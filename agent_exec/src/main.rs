//! Main agent-side executable entry point.
//!
//! # Architecture
//!
//! In a leaderboard deployment the external harness owns the agent's
//! lifecycle: it calls `init` once, hands over the global route plan, then
//! drives `proc` at its own cadence and finally calls `destroy`. This
//! executable reproduces that cadence against the in-process scripted world
//! so an episode can be run end to end without a simulator:
//!
//!     - Initialise the session, logger and agent
//!     - Build the scripted world, route and sensor geometry
//!     - Main loop:
//!         - Synthesise this cycle's sensor readings
//!         - Agent step processing
//!         - Apply the returned control to the world
//!         - Write archives
//!     - Teardown (final data flush)

// ---------------------------------------------------------------------------
// USE MODULES FROM LIBRARY
// ---------------------------------------------------------------------------

use agent_lib::agent::{ExpertAgent, StepInput};
use agent_lib::sim_world::{SimActorKind, SimHandle, SimPlannerBuilder};

// ---------------------------------------------------------------------------
// IMPORTS
// ---------------------------------------------------------------------------

// External
use color_eyre::{
    eyre::{eyre, WrapErr},
    Report,
};
use log::{debug, info, warn};
use ndarray::Array3;
use std::env;
use std::thread;
use std::time::{Duration, Instant};

// Internal
use sim_if::route::RoutePlan;
use sim_if::sensor::{
    SensorData, SensorFrame, SensorReading, SensorSpec, RGB_CAMERA_ID, SEM_CAMERA_ID,
    SPEEDOMETER_ID,
};
use sim_if::world::{Location, Rotation, Transform};
use util::{
    archive::Archived,
    logger::{logger_init, LevelFilter},
    module::State,
    session::Session,
};

// ---------------------------------------------------------------------------
// CONSTANTS
// ---------------------------------------------------------------------------

/// Target period of one cycle.
const CYCLE_PERIOD_S: f64 = 0.05;

/// Number of cycles to run the episode for.
const NUM_CYCLES: u64 = 400;

/// Default parameter file, used when no path is given on the command line.
const DEFAULT_PARAMS_FILE: &str = "agent.toml";

/// Spacing of the demo route's waypoints.
///
/// Units: meters
const ROUTE_SPACING_M: f64 = 5.0;

/// Length of the demo route.
///
/// Units: meters
const ROUTE_LENGTH_M: f64 = 200.0;

// ---------------------------------------------------------------------------
// FUNCTIONS
// ---------------------------------------------------------------------------

/// Executable main function, entry point.
fn main() -> Result<(), Report> {
    // ---- EARLY INITIALISATION ----

    // Initialise session
    let session = Session::new("agent_exec", "sessions").wrap_err("Failed to create the session")?;

    // Initialise logger
    logger_init(LevelFilter::Trace, &session).wrap_err("Failed to initialise logging")?;

    // Log information on this execution.
    info!("Expert Agent Executable\n");
    info!("Session directory: {:?}\n", session.session_root);

    // ---- PARAMETER FILE SELECTION ----

    // Collect all arguments
    let args: Vec<String> = env::args().collect();

    debug!("CLI arguments: {:?}", args);

    let params_file = match args.len() {
        1 => String::from(DEFAULT_PARAMS_FILE),
        2 => args[1].clone(),
        _ => {
            return Err(eyre!(
                "Expected either zero or one argument, found {}",
                args.len() - 1
            ))
        }
    };

    info!("Using parameter file \"{}\"", params_file);

    // ---- INITIALISE WORLD ----

    // The scripted world stands in for the simulator: a straight lane along
    // +x with a parked vehicle and a crossing walker on the route.
    let world = SimHandle::new();

    world.spawn_hero(Location::default());
    world.spawn_actor(
        SimActorKind::Vehicle,
        Location {
            x: 60.0,
            y: 0.5,
            z: 0.0,
        },
        0.0,
    );
    world.spawn_actor(
        SimActorKind::Walker,
        Location {
            x: 120.0,
            y: -0.5,
            z: 0.0,
        },
        0.0,
    );
    world.add_junction(
        Location {
            x: 90.0,
            y: 0.0,
            z: 0.0,
        },
        15.0,
    );

    info!("Scripted world initialised with {} actors", world.actor_count());

    // ---- INITIALISE AGENT ----

    let mut agent = ExpertAgent::new(
        Box::new(world.clone()),
        Box::new(world.clone()),
        Box::new(SimPlannerBuilder::new(world.clone())),
    );

    agent
        .init(params_file, &session)
        .wrap_err("Failed to initialise the agent")?;
    info!("Agent init complete");

    // Hand the route over, as the harness would after setup
    let num_points = (ROUTE_LENGTH_M / ROUTE_SPACING_M) as usize + 1;
    let route: Vec<Transform> = (0..num_points)
        .map(|i| Transform {
            location: Location {
                x: i as f64 * ROUTE_SPACING_M,
                y: 0.0,
                z: 0.0,
            },
            rotation: Rotation::default(),
        })
        .collect();
    agent.set_route(RoutePlan::new(route));

    // Camera geometry for synthesising frames comes from the agent's own
    // declared sensor table
    let (frame_height, frame_width) = camera_shape(&agent.sensors())
        .ok_or_else(|| eyre!("Agent declared no camera sensor"))?;

    info!("Agent initialisation complete\n");

    // ---- MAIN LOOP ----

    info!("Begining main loop\n");

    for cycle in 0..NUM_CYCLES {
        // Get cycle start time
        let cycle_start_instant = Instant::now();

        let timestamp = cycle as f64 * CYCLE_PERIOD_S;

        // ---- SENSOR SYNTHESIS ----

        let input = StepInput {
            sensors: synthesise_sensors(&world, frame_height, frame_width, cycle),
            timestamp,
        };

        // ---- AGENT PROCESSING ----

        let (control, report) = agent
            .proc(&input)
            .wrap_err_with(|| format!("Agent step {} failed", cycle))?;

        if let Some(actor) = report.destroyed_actor {
            info!("Cycle {}: stall recovery removed actor {:?}", cycle, actor);
        }

        // ---- WORLD UPDATE ----

        world.apply_control(&control, CYCLE_PERIOD_S);

        if cycle % 20 == 0 {
            info!(
                "Cycle {:3}: speed {:5.2} m/s, stop counter {:3}, {} samples buffered",
                cycle,
                world.hero_speed_ms(),
                report.stop_counter,
                report.buffered
            );
        }

        // ---- WRITE ARCHIVES ----

        if let Err(e) = agent.write() {
            warn!("Could not write agent archives: {}", e);
        }

        // ---- CYCLE MANAGEMENT ----

        let cycle_dur = Instant::now() - cycle_start_instant;

        match Duration::from_secs_f64(CYCLE_PERIOD_S).checked_sub(cycle_dur) {
            Some(d) => thread::sleep(d),
            None => warn!(
                "Cycle overran by {:.06} s",
                cycle_dur.as_secs_f64() - CYCLE_PERIOD_S
            ),
        }
    }

    // ---- SHUTDOWN ----

    agent.destroy().wrap_err("Failed to tear the agent down")?;

    info!("End of execution");

    Ok(())
}

/// Extract the (height, width) of the first declared camera.
fn camera_shape(sensors: &[SensorSpec]) -> Option<(usize, usize)> {
    sensors.iter().find_map(|s| match s {
        SensorSpec::RgbCamera { geometry, .. } | SensorSpec::SemanticCamera { geometry, .. } => {
            Some((geometry.height as usize, geometry.width as usize))
        }
        SensorSpec::Speedometer { .. } => None,
    })
}

/// Synthesise one cycle's sensor readings from the scripted world.
///
/// The camera images are flat 4-channel frames carrying the cycle number,
/// enough to exercise the collection path without a renderer.
fn synthesise_sensors(
    world: &SimHandle,
    frame_height: usize,
    frame_width: usize,
    cycle: u64,
) -> SensorData {
    let fill = (cycle % 256) as u8;

    let mut sensors = SensorData::new();
    sensors.insert(
        String::from(RGB_CAMERA_ID),
        SensorReading {
            frame_id: cycle,
            frame: SensorFrame::Image(Array3::from_elem((frame_height, frame_width, 4), fill)),
        },
    );
    sensors.insert(
        String::from(SEM_CAMERA_ID),
        SensorReading {
            frame_id: cycle,
            frame: SensorFrame::Image(Array3::from_elem((frame_height, frame_width, 4), fill)),
        },
    );
    sensors.insert(
        String::from(SPEEDOMETER_ID),
        SensorReading {
            frame_id: cycle,
            frame: SensorFrame::Speed(world.hero_speed_ms()),
        },
    );

    sensors
}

INSTRUCTIONS FOR THE TASK:
Using the records above, say how many lines contain the word "episode". Write the number alone.

SOLUTION TO THIS TASK:
2